In his own way, as a pal, as a partner, Peter “loved” his wife; admired her; felt towards her the protective instinct of average male to average female. Had she been altogether away from him in those days, he would probably have missed her presence acutely. But knowing her waiting for him just round the corner; feeling that he had “let her down” (as he phrased the comparatively small allowance to which she agreed so cheerfully); anxious above all things to avoid the sentimentalities of departure; the man withdrew himself, confined their intercourse more and more to the commonplaces of matrimony.

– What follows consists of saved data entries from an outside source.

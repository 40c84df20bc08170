//! Static forecast window configuration.

use std::fmt;
use std::str::FromStr;

use serde::{Deserialize, Serialize};

use super::tier::MembershipTier;
use crate::errors::{MindcastError, RegistryError};

/// A named future time horizon.
#[derive(Debug, Clone, Copy, PartialEq, Eq, Hash, PartialOrd, Ord, Serialize, Deserialize)]
pub enum ForecastWindow {
    #[serde(rename = "24_hour")]
    Hours24,
    #[serde(rename = "3_day")]
    Days3,
    #[serde(rename = "7_day")]
    Days7,
    #[serde(rename = "30_day")]
    Days30,
}

impl ForecastWindow {
    pub const ALL: [ForecastWindow; 4] = [Self::Hours24, Self::Days3, Self::Days7, Self::Days30];

    pub fn as_str(&self) -> &'static str {
        match self {
            Self::Hours24 => "24_hour",
            Self::Days3 => "3_day",
            Self::Days7 => "7_day",
            Self::Days30 => "30_day",
        }
    }

    /// Minimum membership tier required to receive this window.
    pub fn min_membership(&self) -> MembershipTier {
        match self {
            Self::Hours24 | Self::Days3 => MembershipTier::Basic,
            Self::Days7 => MembershipTier::Premium,
            Self::Days30 => MembershipTier::Platinum,
        }
    }

    pub fn update_frequency(&self) -> UpdateFrequency {
        match self {
            Self::Hours24 => UpdateFrequency::Hourly,
            Self::Days3 => UpdateFrequency::SixHours,
            Self::Days7 => UpdateFrequency::Daily,
            Self::Days30 => UpdateFrequency::Weekly,
        }
    }

    /// How far into the future the window reaches.
    pub fn horizon(&self) -> chrono::Duration {
        match self {
            Self::Hours24 => chrono::Duration::hours(24),
            Self::Days3 => chrono::Duration::days(3),
            Self::Days7 => chrono::Duration::days(7),
            Self::Days30 => chrono::Duration::days(30),
        }
    }

    /// Cache lifetime, derived from the update cadence.
    pub fn ttl(&self) -> chrono::Duration {
        self.update_frequency().ttl()
    }

    /// Algorithms applied, in order, when building this window.
    pub fn algorithms(&self) -> &'static [Algorithm] {
        use Algorithm::*;
        match self {
            Self::Hours24 => &[ImmediateRisk, TemporalPatterns, BiologicalCycles, CascadePrediction],
            Self::Days3 => &[TemporalPatterns, CascadePrediction, BiologicalCycles, CorrelationRisks],
            Self::Days7 => &[WeeklyPatterns, TemporalPatterns, BiologicalCycles, CorrelationRisks],
            Self::Days30 => &[SeasonalPatterns, LongTermTrends, BiologicalCycles, CorrelationRisks],
        }
    }

    /// Windows refreshed on the given cadence.
    pub fn with_frequency(frequency: UpdateFrequency) -> Vec<ForecastWindow> {
        Self::ALL
            .into_iter()
            .filter(|w| w.update_frequency() == frequency)
            .collect()
    }
}

impl fmt::Display for ForecastWindow {
    fn fmt(&self, f: &mut fmt::Formatter<'_>) -> fmt::Result {
        f.write_str(self.as_str())
    }
}

impl FromStr for ForecastWindow {
    type Err = MindcastError;

    fn from_str(s: &str) -> Result<Self, Self::Err> {
        Self::ALL
            .into_iter()
            .find(|w| w.as_str() == s)
            .ok_or_else(|| {
                RegistryError::UnknownTag {
                    kind: "forecast_window".to_string(),
                    tag: s.to_string(),
                }
                .into()
            })
    }
}

/// How often a window is regenerated.
#[derive(Debug, Clone, Copy, PartialEq, Eq, Hash, Serialize, Deserialize)]
pub enum UpdateFrequency {
    #[serde(rename = "hourly")]
    Hourly,
    #[serde(rename = "6_hours")]
    SixHours,
    #[serde(rename = "daily")]
    Daily,
    #[serde(rename = "weekly")]
    Weekly,
}

impl UpdateFrequency {
    pub fn as_str(&self) -> &'static str {
        match self {
            Self::Hourly => "hourly",
            Self::SixHours => "6_hours",
            Self::Daily => "daily",
            Self::Weekly => "weekly",
        }
    }

    pub fn ttl(&self) -> chrono::Duration {
        match self {
            Self::Hourly => chrono::Duration::hours(1),
            Self::SixHours => chrono::Duration::hours(6),
            Self::Daily => chrono::Duration::hours(24),
            Self::Weekly => chrono::Duration::hours(168),
        }
    }
}

/// Named forecast adjustment algorithms.
#[derive(Debug, Clone, Copy, PartialEq, Eq, Hash, PartialOrd, Ord, Serialize, Deserialize)]
#[serde(rename_all = "snake_case")]
pub enum Algorithm {
    ImmediateRisk,
    TemporalPatterns,
    BiologicalCycles,
    CascadePrediction,
    WeeklyPatterns,
    CorrelationRisks,
    SeasonalPatterns,
    LongTermTrends,
}

impl Algorithm {
    pub const ALL: [Algorithm; 8] = [
        Self::ImmediateRisk,
        Self::TemporalPatterns,
        Self::BiologicalCycles,
        Self::CascadePrediction,
        Self::WeeklyPatterns,
        Self::CorrelationRisks,
        Self::SeasonalPatterns,
        Self::LongTermTrends,
    ];

    pub fn as_str(&self) -> &'static str {
        match self {
            Self::ImmediateRisk => "immediate_risk",
            Self::TemporalPatterns => "temporal_patterns",
            Self::BiologicalCycles => "biological_cycles",
            Self::CascadePrediction => "cascade_prediction",
            Self::WeeklyPatterns => "weekly_patterns",
            Self::CorrelationRisks => "correlation_risks",
            Self::SeasonalPatterns => "seasonal_patterns",
            Self::LongTermTrends => "long_term_trends",
        }
    }
}

impl fmt::Display for Algorithm {
    fn fmt(&self, f: &mut fmt::Formatter<'_>) -> fmt::Result {
        f.write_str(self.as_str())
    }
}

impl FromStr for Algorithm {
    type Err = MindcastError;

    fn from_str(s: &str) -> Result<Self, Self::Err> {
        Self::ALL
            .into_iter()
            .find(|a| a.as_str() == s)
            .ok_or_else(|| {
                RegistryError::UnknownTag {
                    kind: "algorithm".to_string(),
                    tag: s.to_string(),
                }
                .into()
            })
    }
}
//! # mindcast-observability
//!
//! Structured logging for the correlation and forecast engines.
//!
//! ## Modules
//!
//! - `tracing_setup`: subscriber initialization, span macros, named log events
//! - `forecast_log`: `ForecastLog`, the compact per-user record of built
//!   forecasts used for trend insights

pub mod forecast_log;
pub mod tracing_setup;

pub use forecast_log::ForecastLog;
pub use tracing_setup::{init_tracing, init_tracing_from_config, init_tracing_with_filter};
//! Span definitions per operation: detection, forecast, maintenance, refresh.

/// Create a correlation detection span.
#[macro_export]
macro_rules! detection_span {
    ($episode_id:expr) => {
        tracing::info_span!("mindcast.detection", episode_id = $episode_id)
    };
}

/// Create a forecast build span.
#[macro_export]
macro_rules! forecast_span {
    ($user_id:expr, $window:expr) => {
        tracing::info_span!("mindcast.forecast", user_id = $user_id, window = %$window)
    };
}

/// Create a maintenance span.
#[macro_export]
macro_rules! maintenance_span {
    ($user_count:expr) => {
        tracing::info_span!("mindcast.maintenance", user_count = $user_count)
    };
}

/// Create a scheduled refresh span.
#[macro_export]
macro_rules! refresh_span {
    ($cadence:expr) => {
        tracing::info_span!("mindcast.refresh", cadence = %$cadence)
    };
}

All Patricia’s real love for her husband, all the yearning to take him in her arms, make him understand that in good luck or evil she was his, his mate against the world, suffered and suffered damnably. She grew to envy Alice. Alice with the easily suffused eyes and the child in her womb. She even grew to resent her own children, their perpetual, “Daddy’s going to France to kill Germans.” But neither the mate nor the mother in Patricia flinched: as pal or as play-mate, she did her duty, laughter on her lips, gold head held high.

And so they came to the last day.

§ 7

Four fifteen p. m.! A gray August afternoon. Peter, confirmed in his Adjutancy, cigar in mouth, stood on the steps of the office-hut. Behind him, gutted to the last paper, lay the Orderly Room. In front, the gun-park showed a serried mass of vehicles—the spidery Headquarters telephone-waggon, wires gleaming red on their drums, black and white poles poking out behind; fat mess-floats, loaded and over-loaded; A. S. C. waggons, piled high with fodder and biscuit-boxes, tarpaulin-topped; low limbered ammunition-waggons, mackintoshes strapped to their seats, heavy with fodder-bales, new saws in their leather cases, yellow against dark-green paint; guns, covers shrouding breech and muzzle, canvas water-buckets and grease-boxes dangling from hooked-in limbers. . . .

Peter heard the hoot of a horn from the roadway past the Mess; a car streaked up to the Orderly Room. Out of it, dashed an excited Staff Officer from Divisional Headquarters.

“Good afternoon, sir.” Peter saluted.